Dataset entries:

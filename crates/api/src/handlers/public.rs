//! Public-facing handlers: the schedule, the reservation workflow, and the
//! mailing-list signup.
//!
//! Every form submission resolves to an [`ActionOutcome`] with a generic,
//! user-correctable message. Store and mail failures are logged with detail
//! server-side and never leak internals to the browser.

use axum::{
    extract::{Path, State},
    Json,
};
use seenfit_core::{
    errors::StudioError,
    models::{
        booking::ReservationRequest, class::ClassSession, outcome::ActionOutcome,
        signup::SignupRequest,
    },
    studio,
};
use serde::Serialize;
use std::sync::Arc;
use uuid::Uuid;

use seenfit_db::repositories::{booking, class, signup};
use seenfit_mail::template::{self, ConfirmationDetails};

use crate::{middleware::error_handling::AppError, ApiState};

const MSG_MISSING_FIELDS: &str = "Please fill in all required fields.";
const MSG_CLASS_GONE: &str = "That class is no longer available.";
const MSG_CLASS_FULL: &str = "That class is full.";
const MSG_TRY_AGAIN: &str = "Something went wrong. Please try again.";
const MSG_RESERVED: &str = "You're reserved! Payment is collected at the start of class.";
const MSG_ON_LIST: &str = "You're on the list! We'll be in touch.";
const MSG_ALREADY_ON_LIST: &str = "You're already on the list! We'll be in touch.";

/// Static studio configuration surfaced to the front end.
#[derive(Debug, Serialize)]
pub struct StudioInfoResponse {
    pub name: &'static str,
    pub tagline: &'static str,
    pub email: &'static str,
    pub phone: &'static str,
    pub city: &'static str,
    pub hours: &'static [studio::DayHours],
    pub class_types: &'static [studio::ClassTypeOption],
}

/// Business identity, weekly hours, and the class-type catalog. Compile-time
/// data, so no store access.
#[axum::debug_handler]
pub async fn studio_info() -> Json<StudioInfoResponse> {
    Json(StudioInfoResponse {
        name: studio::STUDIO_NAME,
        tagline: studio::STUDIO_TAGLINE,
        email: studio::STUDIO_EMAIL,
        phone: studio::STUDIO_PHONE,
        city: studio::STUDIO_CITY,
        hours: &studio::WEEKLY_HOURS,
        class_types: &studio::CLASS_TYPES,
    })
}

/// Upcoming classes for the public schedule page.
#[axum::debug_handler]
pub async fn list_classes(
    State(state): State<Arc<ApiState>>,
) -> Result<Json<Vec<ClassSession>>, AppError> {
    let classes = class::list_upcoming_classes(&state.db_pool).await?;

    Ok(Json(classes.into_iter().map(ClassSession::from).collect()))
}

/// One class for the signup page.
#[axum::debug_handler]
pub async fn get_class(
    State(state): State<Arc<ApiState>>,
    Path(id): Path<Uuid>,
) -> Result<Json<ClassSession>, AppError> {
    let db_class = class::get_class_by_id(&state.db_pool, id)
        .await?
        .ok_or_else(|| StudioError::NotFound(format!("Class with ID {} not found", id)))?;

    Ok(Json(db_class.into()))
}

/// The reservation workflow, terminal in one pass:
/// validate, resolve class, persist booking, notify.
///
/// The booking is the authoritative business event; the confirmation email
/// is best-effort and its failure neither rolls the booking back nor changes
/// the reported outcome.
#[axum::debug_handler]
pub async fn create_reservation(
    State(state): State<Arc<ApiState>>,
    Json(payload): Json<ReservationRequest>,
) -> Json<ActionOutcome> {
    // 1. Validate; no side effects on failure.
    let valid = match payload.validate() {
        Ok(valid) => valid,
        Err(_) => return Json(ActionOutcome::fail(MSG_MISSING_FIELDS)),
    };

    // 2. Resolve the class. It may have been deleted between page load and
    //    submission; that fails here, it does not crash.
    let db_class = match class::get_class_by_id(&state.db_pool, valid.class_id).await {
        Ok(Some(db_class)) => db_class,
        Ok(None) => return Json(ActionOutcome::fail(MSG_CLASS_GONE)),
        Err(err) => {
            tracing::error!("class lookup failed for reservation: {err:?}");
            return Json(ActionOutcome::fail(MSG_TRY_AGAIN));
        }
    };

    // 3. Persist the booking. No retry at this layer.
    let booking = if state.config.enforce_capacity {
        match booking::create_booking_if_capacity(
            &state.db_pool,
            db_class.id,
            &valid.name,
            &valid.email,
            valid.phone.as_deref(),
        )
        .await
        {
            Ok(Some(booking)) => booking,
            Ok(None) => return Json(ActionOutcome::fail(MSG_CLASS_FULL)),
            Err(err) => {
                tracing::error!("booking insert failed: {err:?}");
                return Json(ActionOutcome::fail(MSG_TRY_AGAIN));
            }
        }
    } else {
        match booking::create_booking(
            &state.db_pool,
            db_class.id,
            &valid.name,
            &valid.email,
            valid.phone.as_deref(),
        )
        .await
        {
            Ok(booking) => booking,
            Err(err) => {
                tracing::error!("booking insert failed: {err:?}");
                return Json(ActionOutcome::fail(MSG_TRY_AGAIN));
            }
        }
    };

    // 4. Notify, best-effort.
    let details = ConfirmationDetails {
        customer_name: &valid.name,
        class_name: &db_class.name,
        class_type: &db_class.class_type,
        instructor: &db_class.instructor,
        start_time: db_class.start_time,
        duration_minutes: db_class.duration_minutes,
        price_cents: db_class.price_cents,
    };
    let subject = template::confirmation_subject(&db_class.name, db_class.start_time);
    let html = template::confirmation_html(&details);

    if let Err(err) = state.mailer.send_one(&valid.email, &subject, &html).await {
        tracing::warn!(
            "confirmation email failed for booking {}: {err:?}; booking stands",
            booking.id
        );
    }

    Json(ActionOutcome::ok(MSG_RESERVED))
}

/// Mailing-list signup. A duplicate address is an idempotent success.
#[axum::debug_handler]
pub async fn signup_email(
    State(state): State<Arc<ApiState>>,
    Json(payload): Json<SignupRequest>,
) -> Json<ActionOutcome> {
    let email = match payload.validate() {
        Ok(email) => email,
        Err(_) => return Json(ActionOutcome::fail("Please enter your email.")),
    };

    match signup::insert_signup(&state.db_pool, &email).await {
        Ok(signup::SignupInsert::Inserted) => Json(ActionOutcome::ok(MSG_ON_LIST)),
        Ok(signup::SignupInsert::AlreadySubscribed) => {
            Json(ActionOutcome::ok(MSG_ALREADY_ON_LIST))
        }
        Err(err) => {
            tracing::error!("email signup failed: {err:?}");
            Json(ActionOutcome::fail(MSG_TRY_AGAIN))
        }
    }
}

▶ [Directions]:
What lines above hold the word "ClassSession"? List them all.

▶ [Answer]:
        booking::ReservationRequest, class::ClassSession, outcome::ActionOutcome,
) -> Result<Json<Vec<ClassSession>>, AppError> {
    Ok(Json(classes.into_iter().map(ClassSession::from).collect()))
) -> Result<Json<ClassSession>, AppError> {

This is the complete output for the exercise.